Il a souligné que "la Russie a désormais une base politique pour avoir un business stable". Selon lui, l'Etat doit lever définitivement les barrières administratives à l'accès aux ressources de développement.
"Personne ne met en doute le bilan des privatisations", a indiqué Andreï Kostine. Dans les rapports Etat - business, toute guerre est à bannir, de même que "l'usurpation de biens avec recours à la machine d'Etat, comme ce fut le cas dans les années 1990", a-t-il souligné.
D'autre part, Andreï Kostine estime que le pays doit décréter une amnistie des capitaux.
"Il fut un temps où l'évasion de capitaux était un désastre national", a rappelé l'homme d'affaires.

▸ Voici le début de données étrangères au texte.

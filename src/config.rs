// src/config.rs
//
// Pool sizing and batch settings.
//
// **Worker Count Calculation**:
// - Uses std::thread::available_parallelism() to respect cgroup/CPU quota
// - Conversions are I/O bound (disk read/write dominates), so we oversubscribe:
//   min(32, 2 x cores)
// - Fallback is MIN_WORKERS when detection fails
//
// The pool itself always receives an explicit count; detection lives here.

use crate::engine::ImageConverter;
use crate::error::BatchError;
use crate::task::ConversionOptions;
use serde::{Deserialize, Serialize};
use std::path::{Path, PathBuf};
use std::time::Duration;

/// Upper bound on concurrent workers
pub const MAX_WORKERS: usize = 32;

/// Lower bound on concurrent workers
pub const MIN_WORKERS: usize = 1;

/// Default number of unclaimed tasks the queue may hold
pub const DEFAULT_QUEUE_CAPACITY: usize = 1000;

/// Default number of unread results kept by the event buffer
pub const DEFAULT_EVENT_CAPACITY: usize = 1024;

/// Default grace period for stop()
pub const DEFAULT_STOP_GRACE: Duration = Duration::from_secs(30);

const ENV_WORKERS: &str = "LAZY_BATCH_WORKERS";
const ENV_QUEUE_CAPACITY: &str = "LAZY_BATCH_QUEUE_CAPACITY";
const ENV_STOP_GRACE_MS: &str = "LAZY_BATCH_STOP_GRACE_MS";

/// Worker count for a given number of logical cores.
pub fn worker_count_for(cores: usize) -> usize {
    cores
        .saturating_mul(2)
        .clamp(MIN_WORKERS, MAX_WORKERS)
}

/// Worker count for this machine.
pub fn default_worker_count() -> usize {
    let cores = std::thread::available_parallelism()
        .map(|n| n.get())
        .unwrap_or(MIN_WORKERS);
    worker_count_for(cores)
}

/// Settings for one Pool Controller.
#[derive(Clone, Debug, PartialEq, Eq, Serialize, Deserialize)]
#[serde(default)]
pub struct PoolConfig {
    pub workers: usize,
    pub queue_capacity: usize,
    #[serde(with = "duration_ms", rename = "stop_grace_ms")]
    pub stop_grace: Duration,
}

impl Default for PoolConfig {
    fn default() -> Self {
        Self {
            workers: default_worker_count(),
            queue_capacity: DEFAULT_QUEUE_CAPACITY,
            stop_grace: DEFAULT_STOP_GRACE,
        }
    }
}

impl PoolConfig {
    pub fn with_workers(mut self, workers: usize) -> Self {
        self.workers = workers;
        self
    }

    pub fn with_queue_capacity(mut self, capacity: usize) -> Self {
        self.queue_capacity = capacity;
        self
    }

    pub fn with_stop_grace(mut self, grace: Duration) -> Self {
        self.stop_grace = grace;
        self
    }

    pub fn validate(&self) -> Result<(), BatchError> {
        if !(MIN_WORKERS..=MAX_WORKERS).contains(&self.workers) {
            return Err(BatchError::invalid_argument(
                "workers",
                self.workers.to_string(),
                format!("must be between {MIN_WORKERS} and {MAX_WORKERS}"),
            ));
        }
        if self.queue_capacity == 0 {
            return Err(BatchError::invalid_argument(
                "queue_capacity",
                "0",
                "must be at least 1",
            ));
        }
        Ok(())
    }
}

/// What the Batch Manager does after the current job is stopped.
#[derive(Clone, Copy, Debug, Default, PartialEq, Eq, Serialize, Deserialize)]
#[serde(rename_all = "lowercase")]
pub enum AdvancePolicy {
    /// Mark the job Cancelled and move on to the next queued job
    #[default]
    Continue,
    /// Mark the job Cancelled and leave the remaining jobs queued
    Halt,
}

/// Full settings for a batch session. Persisted as JSON.
#[derive(Clone, Debug, PartialEq, Eq, Serialize, Deserialize)]
#[serde(default)]
pub struct BatchConfig {
    pub pool: PoolConfig,
    pub event_capacity: usize,
    pub on_cancel: AdvancePolicy,
    pub conversion: ConversionOptions,
    /// File extensions picked up by discovery (case-insensitive, no dot)
    pub extensions: Vec<String>,
    /// None writes next to each source
    pub output_dir: Option<PathBuf>,
    /// Mirror the source tree below `output_dir`
    pub preserve_structure: bool,
    /// Recoverable location for retired sources
    pub trash_dir: Option<PathBuf>,
}

impl Default for BatchConfig {
    fn default() -> Self {
        Self {
            pool: PoolConfig::default(),
            event_capacity: DEFAULT_EVENT_CAPACITY,
            on_cancel: AdvancePolicy::Continue,
            conversion: ConversionOptions::default(),
            extensions: ImageConverter::decodable_extensions()
                .iter()
                .map(|ext| ext.to_string())
                .collect(),
            output_dir: None,
            preserve_structure: true,
            trash_dir: None,
        }
    }
}

impl BatchConfig {
    /// Load settings from a JSON file. A missing file yields defaults.
    pub fn load(path: &Path) -> Result<Self, BatchError> {
        let raw = match std::fs::read_to_string(path) {
            Ok(raw) => raw,
            Err(e) if e.kind() == std::io::ErrorKind::NotFound => return Ok(Self::default()),
            Err(e) => return Err(BatchError::read_failed(path.display().to_string(), e)),
        };
        let config: Self = serde_json::from_str(&raw).map_err(|e| {
            BatchError::invalid_settings(path.display().to_string(), e.to_string())
        })?;
        config.validate()?;
        Ok(config)
    }

    /// Save settings as pretty JSON, creating parent directories.
    pub fn save(&self, path: &Path) -> Result<(), BatchError> {
        if let Some(parent) = path.parent().filter(|p| !p.as_os_str().is_empty()) {
            std::fs::create_dir_all(parent)
                .map_err(|e| BatchError::write_failed(parent.display().to_string(), e))?;
        }
        let json = serde_json::to_string_pretty(self)
            .map_err(|e| BatchError::internal_fault(format!("settings serialization: {e}")))?;
        std::fs::write(path, json)
            .map_err(|e| BatchError::write_failed(path.display().to_string(), e))
    }

    /// Apply LAZY_BATCH_* environment overrides. Unparsable values are ignored.
    pub fn with_env_overrides(mut self) -> Self {
        self.apply_overrides(|key| std::env::var(key).ok());
        self
    }

    fn apply_overrides(&mut self, lookup: impl Fn(&str) -> Option<String>) {
        let parse = |key: &str| lookup(key).and_then(|raw| raw.trim().parse::<u64>().ok());
        if let Some(workers) = parse(ENV_WORKERS) {
            self.pool.workers = workers as usize;
        }
        if let Some(capacity) = parse(ENV_QUEUE_CAPACITY) {
            self.pool.queue_capacity = capacity as usize;
        }
        if let Some(ms) = parse(ENV_STOP_GRACE_MS) {
            self.pool.stop_grace = Duration::from_millis(ms);
        }
    }

    pub fn validate(&self) -> Result<(), BatchError> {
        self.pool.validate()?;
        self.conversion.validate()?;
        if self.event_capacity == 0 {
            return Err(BatchError::invalid_argument(
                "event_capacity",
                "0",
                "must be at least 1",
            ));
        }
        if self.extensions.is_empty() {
            return Err(BatchError::invalid_argument(
                "extensions",
                "[]",
                "at least one extension is required",
            ));
        }
        Ok(())
    }
}

mod duration_ms {
    use serde::{Deserialize, Deserializer, Serializer};
    use std::time::Duration;

    pub fn serialize<S: Serializer>(value: &Duration, serializer: S) -> Result<S::Ok, S::Error> {
        serializer.serialize_u64(value.as_millis().min(u64::MAX as u128) as u64)
    }

    pub fn deserialize<'de, D: Deserializer<'de>>(deserializer: D) -> Result<Duration, D::Error> {
        u64::deserialize(deserializer).map(Duration::from_millis)
    }
}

Cette année, "pour la première fois dans l'histoire de la Russie post-soviétique, le reflux de capitaux fera place à leur afflux net".
Selon le banquier, cet afflux se montera à 3 ou 4 milliards de dollars. "Le capital un jour expatrié de Russie et qui s'est déposé notamment dans les Iles britanniques reprend le chemin de la Patrie", a expliqué Andreï Kostine.
Le président de la Banque pour le commerce extérieur a exprimé l'espoir que le gouvernement présenterait des "garanties de préservation de ces capitaux". De l'avis d'Andreï Kostine, le temps est également venu de mener une "amnistie des capitaux". "Le Kazakhstan, qui a mené cette amnistie, ne le regrette pas", a-t-il indiqué.